Afinal, quem está pagando o show da Shakira no Rio?

Evento deve reunir 2 milhões de pessoas na praia de Copacabana

A cantora colombiana Shakira volta ao Brasil neste sábado, 2 de maio de 2026, para um show gratuito que promete parar a Praia de Copacabana e injetar cerca de R$ 800 milhões na economia carioca. O espetáculo, que faz parte do projeto “Todo Mundo no Rio”, custou R$ 20 milhões, e parte da verba veio dos cofres públicos.

Quem pagou o show da Shakira em Copacabana?

O financiamento público do show da Shakira em Copacabana recai exclusivamente sobre a Prefeitura do Rio de Janeiro, que desembolsou R$ 20 milhões para viabilizar a estrutura na areia. Esse valor é superior aos R$ 15 milhões inicialmente previstos, um ajuste necessário para manter o padrão das edições anteriores que trouxeram Madonna e Lady Gaga.

O prefeito Eduardo Cavaliere defende que o gasto se paga com folga, já que a ocupação hoteleira e o consumo em restaurantes e no comércio geram um retorno financeiro gigantesco para a cidade.

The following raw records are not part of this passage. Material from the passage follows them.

use pg_escape::quote_identifier;
use sqlx::{FromRow, PgConnection, PgExecutor};

use crate::replication::{INTERNAL_SCHEMA, internal_table_identifier};

/// Table holding one row of progress cursors per mirror job.
pub const JOBS_TABLE: &str = "mirror_jobs";

/// A row of the jobs table.
#[derive(Debug, Clone, PartialEq, Eq, FromRow)]
pub struct MirrorJobRow {
    pub job_name: String,
    pub source_offset: i64,
    pub sync_batch_id: i64,
    pub normalize_batch_id: i64,
}

/// Creates the internal schema and the jobs table if they are missing.
pub async fn create_jobs_table(conn: &mut PgConnection) -> sqlx::Result<()> {
    let create_schema = format!(
        "create schema if not exists {}",
        quote_identifier(INTERNAL_SCHEMA)
    );
    sqlx::query(&create_schema).execute(&mut *conn).await?;

    let create_table = format!(
        r#"
        create table if not exists {} (
            job_name text primary key,
            source_offset bigint not null default 0,
            sync_batch_id bigint not null default 0,
            normalize_batch_id bigint not null default 0,
            check (normalize_batch_id <= sync_batch_id)
        )
        "#,
        internal_table_identifier(JOBS_TABLE)
    );
    sqlx::query(&create_table).execute(&mut *conn).await?;

    Ok(())
}

/// Returns the row of `job_name`, if any.
pub async fn get_job<'c, E>(executor: E, job_name: &str) -> sqlx::Result<Option<MirrorJobRow>>
where
    E: PgExecutor<'c>,
{
    let query = format!(
        "select job_name, source_offset, sync_batch_id, normalize_batch_id from {} where job_name = $1",
        internal_table_identifier(JOBS_TABLE)
    );

    sqlx::query_as::<_, MirrorJobRow>(&query)
        .bind(job_name)
        .fetch_optional(executor)
        .await
}

/// Returns the row of `job_name` locked until the end of the surrounding transaction.
///
/// Used to serialize concurrent writers of the same job.
pub async fn get_job_for_update<'c, E>(
    executor: E,
    job_name: &str,
) -> sqlx::Result<Option<MirrorJobRow>>
where
    E: PgExecutor<'c>,
{
    let query = format!(
        "select job_name, source_offset, sync_batch_id, normalize_batch_id from {} where job_name = $1 for update",
        internal_table_identifier(JOBS_TABLE)
    );

    sqlx::query_as::<_, MirrorJobRow>(&query)
        .bind(job_name)
        .fetch_optional(executor)
        .await
}

/// Inserts the job with the given sync cursor, or updates only `source_offset` and
/// `sync_batch_id` of an existing row.
pub async fn upsert_sync_cursor<'c, E>(
    executor: E,
    job_name: &str,
    source_offset: i64,
    sync_batch_id: i64,
) -> sqlx::Result<()>
where
    E: PgExecutor<'c>,
{
    let query = format!(
        r#"
        insert into {} (job_name, source_offset, sync_batch_id, normalize_batch_id)
        values ($1, $2, $3, 0)
        on conflict (job_name) do update
        set source_offset = excluded.source_offset, sync_batch_id = excluded.sync_batch_id
        "#,
        internal_table_identifier(JOBS_TABLE)
    );

    sqlx::query(&query)
        .bind(job_name)
        .bind(source_offset)
        .bind(sync_batch_id)
        .execute(executor)
        .await?;

    Ok(())
}

/// Inserts the job with the given offset, or updates only `source_offset` of an existing row.
pub async fn upsert_source_offset<'c, E>(
    executor: E,
    job_name: &str,
    source_offset: i64,
) -> sqlx::Result<()>
where
    E: PgExecutor<'c>,
{
    let query = format!(
        r#"
        insert into {} (job_name, source_offset)
        values ($1, $2)
        on conflict (job_name) do update
        set source_offset = excluded.source_offset
        "#,
        internal_table_identifier(JOBS_TABLE)
    );

    sqlx::query(&query)
        .bind(job_name)
        .bind(source_offset)
        .execute(executor)
        .await?;

    Ok(())
}

/// Sets `normalize_batch_id` of an existing job and returns the number of updated rows.
///
/// Zero means the job has no row yet.
pub async fn update_normalize_cursor<'c, E>(
    executor: E,
    job_name: &str,
    normalize_batch_id: i64,
) -> sqlx::Result<u64>
where
    E: PgExecutor<'c>,
{
    let query = format!(
        "update {} set normalize_batch_id = $2 where job_name = $1",
        internal_table_identifier(JOBS_TABLE)
    );

    let result = sqlx::query(&query)
        .bind(job_name)
        .bind(normalize_batch_id)
        .execute(executor)
        .await?;

    Ok(result.rows_affected())
}

/// Deletes the row of `job_name` and returns the number of deleted rows.
pub async fn delete_job<'c, E>(executor: E, job_name: &str) -> sqlx::Result<u64>
where
    E: PgExecutor<'c>,
{
    let query = format!(
        "delete from {} where job_name = $1",
        internal_table_identifier(JOBS_TABLE)
    );

    let result = sqlx::query(&query)
        .bind(job_name)
        .execute(executor)
        .await?;

    Ok(result.rows_affected())
}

Por outro lado, o Governo do Estado do Rio de Janeiro decidiu não participar do financiamento desta edição. Em nota oficial, a administração estadual justificou a ausência de aporte com base no cenário fiscal, optando por não repetir investimentos feitos em shows anteriores de grande porte. A decisão marca uma mudança em relação a anos recentes, quando eventos semelhantes contaram com recursos estaduais relevantes.

Quem são os patrocinadores

A estrutura do espetáculo também depende de uma forte rede de marcas privadas, que entram com cotas de patrocínio e ações de ativação pela cidade. A principal patrocinadora é a Corona, que lidera a presença comercial no evento, embora o valor investido não tenha sido divulgado. Ao redor dela, outras empresas de diferentes setores reforçam o financiamento e ampliam a experiência do público.

Entre os nomes envolvidos estão Santander, LATAM Airlines, C&A, 99 e Deezer, além de marcas de bebidas, tecnologia e varejo que aproveitam o evento como vitrine. A TV Globo também integra o projeto como responsável pela transmissão, ampliando o alcance nacional.

Esse modelo híbrido, que combina dinheiro público com patrocínio privado, sustenta o projeto “Todo Mundo no Rio” e explica como um show gratuito consegue reunir milhões de pessoas. Ao mesmo tempo, transforma a apresentação em uma grande plataforma de marketing e turismo, que começa dias antes do espetáculo e se espalha por toda a cidade.